Revocation is defined as the official cancellation of a decree, decision, or promise. So, what has been revoked by this band whose roots stretch back to the members’ high school days in Boston? Perhaps it was the mainstream Metal that attracted them to each other. Since 2006, the band has released seven studio albums and two EPs, and it is certain, the band’s material is much more refined and boundary-pushing than their early taste for Guns ‘N Roses and Metallica would imply. According to lead guitarist/vocalist David Davidson, the name was borne out of a need to start fresh and move beyond the band’s past mistakes. To say that this band is technical is just part of the formula, for, over the years, these guys have simply gotten tighter and tighter allowing them to inject more creativity into the crafting of the songs. The Outer Ones is one of the most sought-after new albums this year, and the true question is how does it hold up compared to expectations.
Often, bands that are defined as “technical” seem to lack soul and feeling in their releases instead releasing albums full of mind-bending skills without actual songs to back it all up. From the early moments of this record, it is clear that Revocation is gifted in both areas. After all, David Davidson went to Berklee College of Music. His deep study of jazz has lent itself to composing Metal that is almost completely devoid of the sameness that proliferates across the genre with the same chords used continually. One cannot help but think about the poster hanging up in an old junior high school band room that stated, “making music makes you smarter”. At the end of the day, what all this means is that the band simply has a larger bag of tricks from which to write their songs.
From the opening minutes of The Outer Ones, the first track, “Of Unworldly Origins,” stakes the band’s claim of balancing heaviness, technicality, and memorability. The first reaction for this reviewer was being reminded of Death’s masterpiece The Sound of Perseverance. In fact, Death would be a great point of reference for much of the material present in that the line between heavy and hard to play is toed effectively to create a momentous album of Extreme Metal.
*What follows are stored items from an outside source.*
//! Run configuration shared by every subcommand.
use std::fs;
use std::path::Path;

use anyhow::{Context, Result};
use clap::ArgMatches;
use serde::{Deserialize, Serialize};

use bayes_classifiers::config::ModelConfig;
use bayes_classifiers::preprocessing::BinaryLabeller;
use bayes_classifiers::report::ReportStyle;

use crate::util::validate_tsv_or_csv_file;

#[derive(Debug, Clone, Serialize, Deserialize)]
#[serde(default)]
pub struct TrainConfig {
    /// Delimited dataset with a header row.
    pub data: String,
    pub label_column: String,
    /// Fraction of rows held out for evaluation.
    pub test_ratio: f64,
    /// The model is saved only when test accuracy is strictly above this.
    pub accuracy_threshold: f64,
    pub model_path: String,
    /// Fixes the train/test permutation when set.
    pub seed: Option<u64>,
    pub model: ModelConfig,
    pub labeller: BinaryLabeller,
    pub colored: bool,
}

impl Default for TrainConfig {
    fn default() -> Self {
        Self {
            data: String::from("data/diabetes_data_upload.csv"),
            label_column: String::from("class"),
            test_ratio: 0.2,
            accuracy_threshold: 0.85,
            model_path: String::from("model.json"),
            seed: None,
            model: ModelConfig::default(),
            labeller: BinaryLabeller::default(),
            colored: true,
        }
    }
}

impl TrainConfig {
    /// Build the config from an optional JSON file, then apply CLI overrides.
    pub fn from_arguments(config_path: Option<&Path>, matches: &ArgMatches) -> Result<Self> {
        let mut config = match config_path {
            Some(path) => load_train_config(path)?,
            None => TrainConfig::default(),
        };
        config.apply_overrides(matches)?;
        config.validate()?;
        Ok(config)
    }

    pub fn apply_overrides(&mut self, matches: &ArgMatches) -> Result<()> {
        if let Ok(Some(data)) = matches.try_get_one::<String>("data") {
            self.data = data.clone();
        }
        validate_tsv_or_csv_file(&self.data)?;

        if let Ok(Some(label)) = matches.try_get_one::<String>("label") {
            self.label_column = label.clone();
        }
        if let Ok(Some(model_path)) = matches.try_get_one::<String>("model_path") {
            self.model_path = model_path.clone();
        }
        if let Ok(Some(ratio)) = matches.try_get_one::<f64>("test_ratio") {
            self.test_ratio = *ratio;
        }
        if let Ok(Some(threshold)) = matches.try_get_one::<f64>("threshold") {
            self.accuracy_threshold = *threshold;
        }
        if let Ok(Some(seed)) = matches.try_get_one::<u64>("seed") {
            self.seed = Some(*seed);
        }
        if let Ok(Some(smoothing)) = matches.try_get_one::<f64>("var_smoothing") {
            self.model.var_smoothing = *smoothing;
        }
        if matches!(matches.try_get_one::<bool>("no_color"), Ok(Some(true))) {
            self.colored = false;
        }
        Ok(())
    }

    pub fn validate(&self) -> Result<()> {
        if !(0.0..=1.0).contains(&self.test_ratio) {
            anyhow::bail!("test_ratio must be within [0, 1], got {}", self.test_ratio);
        }
        if !(0.0..=1.0).contains(&self.accuracy_threshold) {
            anyhow::bail!(
                "accuracy_threshold must be within [0, 1], got {}",
                self.accuracy_threshold
            );
        }
        self.model.validate()?;
        Ok(())
    }

    pub fn report_style(&self) -> ReportStyle {
        if self.colored {
            ReportStyle::Colored
        } else {
            ReportStyle::Plain
        }
    }
}

/// Load a run configuration from a JSON file.
pub fn load_train_config<P: AsRef<Path>>(path: P) -> Result<TrainConfig> {
    let content = fs::read_to_string(&path)
        .with_context(|| format!("Failed to read config: {}", path.as_ref().display()))?;
    let config: TrainConfig = serde_json::from_str(&content)
        .with_context(|| format!("Failed to parse config: {}", path.as_ref().display()))?;
    Ok(config)
}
Highlights abound throughout the record from all the instruments involved. A spotlight should be cast upon the bass playing first of all. Brett Bamberger pulls off an astonishingly impressive performance on the low end with a tone that occupies its own space rather than trying to fight for position with the guitar as often occurs. Throughout, the adventurous, almost-free form nature of the guitar is amply supported by the bass guitar as it never fails to hold up its end of the song. Moments like the bass part in the jazzy section of “Blood Atonement” and the bass line in “Luciferous”, specifically at the three-minute mark, showcase a mature and inspiring approach to the instrument. The drum performance by Ash Pearson must be mentioned as well. With a tone that embodies the more acoustic side of the instrument without all the studio trickery on the bass drum, the intensity never relents throughout as Pearson guides the listener through the album. The Death Metal gallop is very much a staple, but the percussion also offers intelligent syncopation for the many off-time riffs present. Of Davidson’s performance, it must be stated that the guitarist has helped to advance the genre of Extreme Metal. Unique riffs are crafted from dissonance and even augmented chords at times, and the only standard seems to be that nothing is standard. All the notes on the guitar are possibilities as well as the combinations thereof. The tone is clear and crisp, a stark contrast to the distorted, crunchy bass. Ultimately, through all the changes of tempo and key, the guitar paints swathes of color on the canvas that is completed by the other instruments.
As stated before, this reviewer is not a big fan of Progressive Metal. The appreciation is there, though. For a non-fan of Prog, this is a great record. For a fan of Prog, maybe it’s fantastic. One would have to ask them, though. Yes, Revocation have made a compelling album full of flair and fire. The songs are not at all lost on Prog-pokery but are rather helped out by the sheer width of the spectrum of the band’s collective musical knowledge. Non-musicians can appreciate this record as well. Now in 2018, Davidson and company are setting the bar with their musical compositions. One can only imagine what fans of theirs will offer Metal in the years to come. Time will tell, and though listening to Revocation may not make one smarter per se, it is sure to inject excitement and enthusiasm into even the most jaded listener.